§ **Supplied information**
==*==

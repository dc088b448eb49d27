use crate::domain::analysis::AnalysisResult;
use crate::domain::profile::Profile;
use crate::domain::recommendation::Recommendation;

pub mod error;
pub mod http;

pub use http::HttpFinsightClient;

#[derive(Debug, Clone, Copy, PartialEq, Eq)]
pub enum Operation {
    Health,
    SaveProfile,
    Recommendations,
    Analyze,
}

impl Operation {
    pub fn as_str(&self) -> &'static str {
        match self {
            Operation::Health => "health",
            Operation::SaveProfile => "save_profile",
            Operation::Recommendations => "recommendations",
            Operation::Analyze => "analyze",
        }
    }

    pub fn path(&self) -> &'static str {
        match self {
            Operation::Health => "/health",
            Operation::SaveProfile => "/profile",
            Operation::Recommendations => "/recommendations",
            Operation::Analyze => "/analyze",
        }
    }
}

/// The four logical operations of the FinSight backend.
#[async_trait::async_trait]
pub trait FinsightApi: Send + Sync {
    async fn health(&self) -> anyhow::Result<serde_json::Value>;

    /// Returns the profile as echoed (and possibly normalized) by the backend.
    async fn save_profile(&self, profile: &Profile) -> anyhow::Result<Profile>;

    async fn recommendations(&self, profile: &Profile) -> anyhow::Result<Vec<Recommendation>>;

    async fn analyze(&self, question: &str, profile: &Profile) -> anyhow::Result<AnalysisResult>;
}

==*==

§ **Task description**
Would you please copy every line of the data exactly?

§ **Output of the task**
repository dc088b448eb49d27
use crate::domain::analysis::AnalysisResult;
use crate::domain::profile::Profile;
use crate::domain::recommendation::Recommendation;

pub mod error;
pub mod http;

pub use http::HttpFinsightClient;

#[derive(Debug, Clone, Copy, PartialEq, Eq)]
pub enum Operation {
    Health,
    SaveProfile,
    Recommendations,
    Analyze,
}

impl Operation {
    pub fn as_str(&self) -> &'static str {
        match self {
            Operation::Health => "health",
            Operation::SaveProfile => "save_profile",
            Operation::Recommendations => "recommendations",
            Operation::Analyze => "analyze",
        }
    }

    pub fn path(&self) -> &'static str {
        match self {
            Operation::Health => "/health",
            Operation::SaveProfile => "/profile",
            Operation::Recommendations => "/recommendations",
            Operation::Analyze => "/analyze",
        }
    }
}

/// The four logical operations of the FinSight backend.
#[async_trait::async_trait]
pub trait FinsightApi: Send + Sync {
    async fn health(&self) -> anyhow::Result<serde_json::Value>;

    /// Returns the profile as echoed (and possibly normalized) by the backend.
    async fn save_profile(&self, profile: &Profile) -> anyhow::Result<Profile>;

    async fn recommendations(&self, profile: &Profile) -> anyhow::Result<Vec<Recommendation>>;

    async fn analyze(&self, question: &str, profile: &Profile) -> anyhow::Result<AnalysisResult>;
}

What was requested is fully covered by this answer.